Aujourd’hui, nous aurions célébré le 49e anniversaire de ma tante Maria. Cette femme pleine de vie nous a malheureusement quittés l’année dernière à la suite d’un cancer du sein. Dans son cas, les possibilités de traitement étaient limitées, car les cancers du sein diagnostiqués à un stade avancé ont moins de chance d’être traités avec succès comparativement à ceux diagnostiqués à un stade précoce.
Afin de réduire la mortalité par cancer du sein et d’améliorer les choix de traitements, le dépistage par mammographie est offert aux Canadiennes âgées de 50 à 74 ans tous les 2 ou 3 ans. Cependant, pour ma tante, comme pour près de 17% des cas de cancer du sein, son cancer est survenu avant l’âge de 50 ans. De ce fait, elle n’était pas d’emblée admissible aux programmes de dépistage populationnels actuels, qui se basent essentiellement sur l’âge.
Pourtant, il est bien connu que certaines personnes présentent différents facteurs qui augmentent considérablement leur risque de développer un cancer du sein, même à un jeune âge. C’est notamment le cas de petites variations dans une molécule présente dans nos cellules, l’ADN.
L’ADN est le manuel d’instruction qui fait fonctionner harmonieusement le corps humain. Chacun de nous est unique, car ce manuel utilise parfois différents mots pour écrire ces instructions. Ces dernières, qui sont en fait les gènes, étaient à la fois responsables de traits distinctifs de ma tante tels que la couleur noire de ses cheveux, mais aussi de sa plus grande prédisposition au cancer du sein.

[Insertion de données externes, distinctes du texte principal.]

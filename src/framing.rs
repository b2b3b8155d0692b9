//! Delimiter-based line framing.
//!
//! Inbound bytes are accumulated one at a time by [`LineFramer`] until the read
//! delimiter completes or the buffer fills up. Outbound strings get the write
//! delimiter appended by [`frame_outbound`].

/// Maximum number of bytes held in the line buffer.
pub const MAX_LINE_LEN: usize = 4096;

/// Accumulator for not-yet-delimited inbound bytes.
///
/// Multi-byte delimiters are matched as a suffix of the buffer, so `"\r\n"`
/// works the same way as `"\n"`.
#[derive(Debug, Clone)]
pub struct LineFramer {
    delimiter: Vec<u8>,
    buffer: Vec<u8>,
    max_len: usize,
}

impl LineFramer {
    /// Create a framer with the default buffer bound.
    ///
    /// Returns `None` for an empty delimiter.
    pub fn new(delimiter: impl AsRef<[u8]>) -> Option<Self> {
        Self::with_max_len(delimiter, MAX_LINE_LEN)
    }

    /// Create a framer whose buffer never exceeds `max_len` bytes.
    pub fn with_max_len(delimiter: impl AsRef<[u8]>, max_len: usize) -> Option<Self> {
        let delimiter = delimiter.as_ref().to_vec();
        if delimiter.is_empty() || max_len == 0 {
            return None;
        }
        Some(Self {
            delimiter,
            buffer: Vec::with_capacity(max_len),
            max_len,
        })
    }

    /// Feed one byte, returning a line when one is complete.
    ///
    /// A completed delimiter yields the bytes before it. A byte arriving at a
    /// full buffer is dropped and the buffer is flushed as a truncated line.
    pub fn push(&mut self, byte: u8) -> Option<String> {
        if self.completes_delimiter(byte) {
            let keep = self.buffer.len() + 1 - self.delimiter.len();
            self.buffer.truncate(keep);
            return Some(self.take_line());
        }

        if self.buffer.len() >= self.max_len {
            return Some(self.take_line());
        }

        self.buffer.push(byte);
        None
    }

    /// Bytes currently buffered.
    pub fn pending(&self) -> &[u8] {
        &self.buffer
    }

    fn completes_delimiter(&self, byte: u8) -> bool {
        match self.delimiter.split_last() {
            Some((last, head)) => byte == *last && self.buffer.ends_with(head),
            None => false,
        }
    }

    fn take_line(&mut self) -> String {
        let line = String::from_utf8_lossy(&self.buffer).into_owned();
        self.buffer.clear();
        line
    }
}

/// Build the bytes written for one outbound message.
pub fn frame_outbound(payload: &str, delimiter: &str) -> Vec<u8> {
    let mut frame = Vec::with_capacity(payload.len() + delimiter.len());
    frame.extend_from_slice(payload.as_bytes());
    frame.extend_from_slice(delimiter.as_bytes());
    frame
}
//! Outbound loop: rate-limited, delimiter-framed writes.

use super::context::LinkContext;
use crate::framing::frame_outbound;
use crate::port::{PortError, Transport};
use std::time::Duration;
use tokio::sync::mpsc;
use tokio::time::Instant;
use tracing::{debug, trace, warn};

/// Write every string from `input`, spaced at least `interval` apart.
///
/// A string whose write fails is dropped, not retried.
pub(crate) async fn run(
    ctx: LinkContext,
    mut input: mpsc::Receiver<String>,
    interval: Duration,
    delimiter: String,
) {
    let name = ctx.transport.name().to_string();
    let mut last_send: Option<Instant> = None;
    debug!(transport = %name, ?interval, "writer started");

    loop {
        let payload = tokio::select! {
            biased;
            _ = ctx.cancel.cancelled() => break,
            next = input.recv() => match next {
                Some(payload) => payload,
                None => {
                    debug!(transport = %name, "outbound queue closed");
                    break;
                }
            },
        };

        if let Some(last) = last_send {
            let elapsed = last.elapsed();
            if elapsed < interval {
                let wait = interval - elapsed;
                trace!(transport = %name, ?wait, "rate limiting write");
                tokio::select! {
                    biased;
                    _ = ctx.cancel.cancelled() => break,
                    _ = tokio::time::sleep(wait) => {}
                }
            }
        }

        let frame = frame_outbound(&payload, &delimiter);
        let written = tokio::select! {
            biased;
            _ = ctx.cancel.cancelled() => break,
            written = write_all(ctx.transport.as_ref(), &frame) => written,
        };

        match written {
            Ok(()) => {
                trace!(transport = %name, line = %payload.trim_end(), "line sent");
                last_send = Some(Instant::now());
            }
            Err(err) => {
                warn!(transport = %name, error = %err, "write failed, dropping line");
                if !ctx.report_failure(err).await {
                    break;
                }
            }
        }
    }

    debug!(transport = %name, "writer stopped");
}

async fn write_all(transport: &dyn Transport, frame: &[u8]) -> Result<(), PortError> {
    let mut written = 0;
    while written < frame.len() {
        match transport.write(&frame[written..]).await? {
            0 => return Err(PortError::Io(std::io::ErrorKind::WriteZero.into())),
            n => written += n,
        }
    }
    Ok(())
}
//! Tests requiring actual serial hardware.
//!
//! These tests are ignored by default and skip themselves when no port is
//! configured.
//!
//! # Running Hardware Tests
//!
//! ```bash
//! # Set environment variables
//! export TEST_PORT=/dev/ttyUSB0          # or COM3 on Windows
//! export TEST_BAUD=115200                # optional, default: 115200
//! export TEST_LOOPBACK=1                 # if port has TX-RX loopback
//!
//! # Run tests
//! cargo test --test integration_hardware -- --ignored
//! ```

#[path = "common/mod.rs"]
mod common;

use common::next_message;
use serial_link::{Config, Connection};
use std::env;
use tokio::sync::mpsc;

/// Build a config from environment variables, or `None` to skip.
fn hardware_config() -> Option<Config> {
    let Ok(device) = env::var("TEST_PORT") else {
        println!("⏭️  Skipping hardware test: TEST_PORT not set");
        return None;
    };

    let mut config = Config::default();
    config.serial.device = device;
    if let Some(baud) = env::var("TEST_BAUD").ok().and_then(|s| s.parse().ok()) {
        config.serial.baud_rate = baud;
    }
    config.serial.read_timeout_ms = 100;
    Some(config)
}

fn is_loopback_enabled() -> bool {
    env::var("TEST_LOOPBACK").ok().as_deref() == Some("1")
}

#[tokio::test]
#[ignore] // Run with --ignored flag
async fn test_real_port_open_close() {
    let Some(config) = hardware_config() else {
        return;
    };
    let (_tx, rx) = mpsc::channel(1);

    let (connection, _stream) = Connection::open_serial(&config, rx)
        .await
        .expect("failed to open test port");
    assert_eq!(connection.transport_name(), config.serial.device);

    connection.close().await.expect("failed to close test port");
}

#[tokio::test]
#[ignore]
async fn test_real_port_loopback_line() {
    let Some(config) = hardware_config() else {
        return;
    };
    if !is_loopback_enabled() {
        println!("⏭️  Skipping loopback test: TEST_LOOPBACK not set");
        return;
    }
    let (tx, rx) = mpsc::channel(4);

    let (connection, mut stream) = Connection::open_serial(&config, rx)
        .await
        .expect("failed to open test port");

    tx.send("serial-link loopback".to_string()).await.unwrap();
    let message = next_message(&mut stream).await;
    assert_eq!(message.data(), Some("serial-link loopback"));

    connection.close().await.unwrap();
}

L’arrivée de nouvelles technologies a permis de déterminer la composition de chaque gène et d’y détecter certaines variations. De façon isolée, ces variations ont peu d’effet sur la santé. Toutefois, si l’on combine l’effet de toutes ces variations, elles peuvent influencer de manière importante le risque de développer certaines maladies, dont le cancer du sein.
Hormis l’ADN, d’autres facteurs individuels sont à prendre en compte pour évaluer le risque de cancer du sein. Il ne faut pas oublier que si l’on déroulait complètement l’ADN de toutes nos cellules, sa longueur totale ferait presque deux fois le diamètre du système solaire. Il est donc difficile de découvrir tous les mystères cachés dans l’ADN de chacune des cellules du corps humain. Ainsi, il faut aussi se baser sur d’autres facteurs moins complexes à observer. On s’intéresse entre autres aux antécédents familiaux de cancers, à l’indice de masse corporelle, à la taille et à des habitudes de vie comme la consommation d’alcool.

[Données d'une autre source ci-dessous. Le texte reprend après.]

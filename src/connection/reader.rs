//! Inbound loop: byte-at-a-time reads into the line framer.

use super::context::LinkContext;
use crate::framing::LineFramer;
use crate::message::Message;
use tracing::{debug, trace, warn};

/// Read until shutdown, emitting one message per completed line.
///
/// A failed read is reported and the loop immediately reads again; those reads
/// keep failing until the reconnect loop has re-established the link.
pub(crate) async fn run(ctx: LinkContext, mut framer: LineFramer) {
    let name = ctx.transport.name().to_string();
    let mut byte = [0u8; 1];
    debug!(transport = %name, "reader started");

    loop {
        let read = tokio::select! {
            biased;
            _ = ctx.cancel.cancelled() => break,
            read = ctx.transport.read(&mut byte) => read,
        };

        match read {
            Ok(0) => continue,
            Ok(_) => {
                if let Some(line) = framer.push(byte[0]) {
                    trace!(transport = %name, %line, "line received");
                    if !ctx.emit(Message::Data(line)).await {
                        break;
                    }
                }
            }
            Err(err) => {
                warn!(transport = %name, error = %err, "read failed");
                if !ctx.report_failure(err).await {
                    break;
                }
            }
        }
    }

    debug!(transport = %name, "reader stopped");
}
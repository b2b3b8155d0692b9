//! Tracing subscriber setup driven by [`LoggingConfig`].

use crate::config::{LogFormat, LoggingConfig};
use thiserror::Error;
use tracing_subscriber::filter::ParseError;
use tracing_subscriber::EnvFilter;

#[derive(Debug, Error)]
pub enum LoggingError {
    #[error("invalid log filter: {0}")]
    Filter(#[from] ParseError),

    #[error("failed to install subscriber: {0}")]
    Init(String),
}

/// Build the filter: `RUST_LOG` wins, then the configured level.
pub fn env_filter(config: &LoggingConfig) -> Result<EnvFilter, LoggingError> {
    match EnvFilter::try_from_default_env() {
        Ok(filter) => Ok(filter),
        Err(_) => Ok(EnvFilter::try_new(&config.level)?),
    }
}

/// Install the global subscriber.
///
/// Fails if a subscriber is already installed.
pub fn init(config: &LoggingConfig) -> Result<(), LoggingError> {
    let filter = env_filter(config)?;
    let builder = tracing_subscriber::fmt().with_env_filter(filter);

    let result = match config.format {
        LogFormat::Json => builder.json().try_init(),
        LogFormat::Pretty => builder.pretty().try_init(),
        LogFormat::Compact => builder.compact().try_init(),
    };
    result.map_err(|e| LoggingError::Init(e.to_string()))
}

#[cfg(test)]
mod tests {
    use super::*;
    use serial_test::serial;

    #[test]
    #[serial]
    fn test_filter_from_config() {
        std::env::remove_var("RUST_LOG");
        let config = LoggingConfig {
            level: "serial_link=debug".to_string(),
            format: LogFormat::Compact,
        };
        let filter = env_filter(&config).unwrap();
        assert_eq!(filter.to_string(), "serial_link=debug");
    }

    #[test]
    #[serial]
    fn test_invalid_filter() {
        std::env::remove_var("RUST_LOG");
        let config = LoggingConfig {
            level: "serial_link=loud".to_string(),
            format: LogFormat::Pretty,
        };
        assert!(matches!(env_filter(&config), Err(LoggingError::Filter(_))));
    }

    #[test]
    #[serial]
    fn test_second_init_fails() {
        std::env::remove_var("RUST_LOG");
        let config = LoggingConfig::default();
        // Another test binary may already own the global subscriber.
        let _ = init(&config);
        assert!(matches!(init(&config), Err(LoggingError::Init(_))));
    }
}
//! State shared by the connection loops, and the reconnection gate.
//!
//! The gate is a single-permit semaphore. A loop that observes an I/O failure
//! takes the permit and moves it into the [`ReconnectRequest`] it enqueues. The
//! reconnect loop drops the request (and with it the permit) once the
//! reconnection cycle for that request is over, so the permit is released by a
//! different task than the one that acquired it.

use crate::message::{Message, MessageSender};
use crate::port::{PortError, Transport};
use std::sync::atomic::{AtomicBool, Ordering};
use std::sync::Arc;
use tokio::sync::{mpsc, OwnedSemaphorePermit, Semaphore};
use tokio::time::Instant;
use tokio_util::sync::CancellationToken;
use tracing::{debug, trace};

/// A request to re-establish the link, holding the gate until it is processed.
#[derive(Debug)]
pub(crate) struct ReconnectRequest {
    /// When the failure behind this request was observed.
    pub(crate) observed_at: Instant,
    _permit: OwnedSemaphorePermit,
}

impl ReconnectRequest {
    pub(crate) fn new(observed_at: Instant, permit: OwnedSemaphorePermit) -> Self {
        Self {
            observed_at,
            _permit: permit,
        }
    }
}

#[derive(Clone)]
pub(crate) struct LinkContext {
    pub(crate) transport: Arc<dyn Transport>,
    pub(crate) cancel: CancellationToken,
    pub(crate) closing: Arc<AtomicBool>,
    pub(crate) gate: Arc<Semaphore>,
    pub(crate) messages: MessageSender,
    pub(crate) requests: mpsc::Sender<ReconnectRequest>,
}

impl LinkContext {
    /// Deliver `message` to the application.
    ///
    /// Returns `false` when shutdown fired first. A dropped stream is not a
    /// reason to stop: the message is discarded and the link keeps running.
    pub(crate) async fn emit(&self, message: Message) -> bool {
        tokio::select! {
            biased;
            _ = self.cancel.cancelled() => false,
            sent = self.messages.send(message) => {
                if sent.is_err() {
                    trace!(transport = self.transport.name(), "message stream dropped, discarding");
                }
                true
            }
        }
    }

    /// Report an I/O failure and ask for the link to be re-established.
    ///
    /// Blocks while another reconnection cycle holds the gate. Returns `false`
    /// when the connection is shutting down.
    pub(crate) async fn report_failure(&self, err: PortError) -> bool {
        if self.closing.load(Ordering::Acquire) {
            debug!(error = %err, "failure during shutdown, not reconnecting");
            self.cancel.cancelled().await;
            return false;
        }

        let observed_at = Instant::now();
        let permit = tokio::select! {
            biased;
            _ = self.cancel.cancelled() => return false,
            permit = Arc::clone(&self.gate).acquire_owned() => match permit {
                Ok(permit) => permit,
                Err(_) => return false,
            },
        };

        if !self.emit(Message::Err(err)).await {
            return false;
        }

        let request = ReconnectRequest::new(observed_at, permit);
        tokio::select! {
            biased;
            _ = self.cancel.cancelled() => false,
            sent = self.requests.send(request) => sent.is_ok(),
        }
    }
}
//! Port-specific error types.
//!
//! Every transport reports failures through [`PortError`]. The connection loops
//! forward these values to the application as `Message::Err`.

use thiserror::Error;

/// Errors that can occur during transport operations.
#[derive(Debug, Error)]
pub enum PortError {
    /// The device could not be opened or re-opened.
    #[error("device error: {0}")]
    Device(String),

    /// The operation needs a live handle, but the transport is closed.
    #[error("not connected")]
    NotConnected,

    /// The specified serial port was not found on the system.
    #[error("Serial port not found: {0}")]
    NotFound(String),

    /// An I/O error occurred during port operations.
    #[error("I/O error: {0}")]
    Io(#[from] std::io::Error),

    /// Port configuration failed.
    #[error("Configuration error: {0}")]
    Config(String),

    /// A serialport-specific error occurred.
    #[error("Serial port error: {0}")]
    Serial(#[from] serialport::Error),
}

impl PortError {
    /// Create a Device error, keeping the cause in the message.
    pub fn device(cause: impl std::fmt::Display) -> Self {
        Self::Device(cause.to_string())
    }

    /// Create a NotFound error from a port name.
    pub fn not_found(port_name: impl Into<String>) -> Self {
        Self::NotFound(port_name.into())
    }

    /// Create a Config error from a message.
    pub fn config(message: impl Into<String>) -> Self {
        Self::Config(message.into())
    }

    /// True for failures to open the underlying device.
    pub fn is_device(&self) -> bool {
        matches!(self, Self::Device(_) | Self::NotFound(_))
    }

    /// True when the operation hit a closed handle.
    pub fn is_not_connected(&self) -> bool {
        matches!(self, Self::NotConnected)
    }
}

Pour qu’une évaluation du risque de cancer soit complète, il doit également y avoir une évaluation clinique pour déterminer la densité mammaire et le taux de certaines hormones. Alors, en mettant en commun tous ces facteurs et en les incorporant dans un modèle de prédiction qui peut prendre la forme d’une simple application sur un ordinateur, nous pouvons avoir une estimation assez précise du risque qu’une femme développe un cancer du sein au cours de sa vie.
C’est pourquoi dans notre projet de recherche, nous cherchons à soutenir l’implantation d’un programme de dépistage basé sur une estimation individuelle du risque de cancer du sein. Ce type de programme permettrait d’adapter le dépistage en fonction de la catégorie de risque de chaque personne soit en le commençant plus tôt ou en l’offrant plus souvent. Grâce à cette approche, d’autres femmes aussi jeunes que ma tante Maria ou qui sont plus à risque pourront profiter d’un dépistage personnalisé et améliorer leur chance de survie.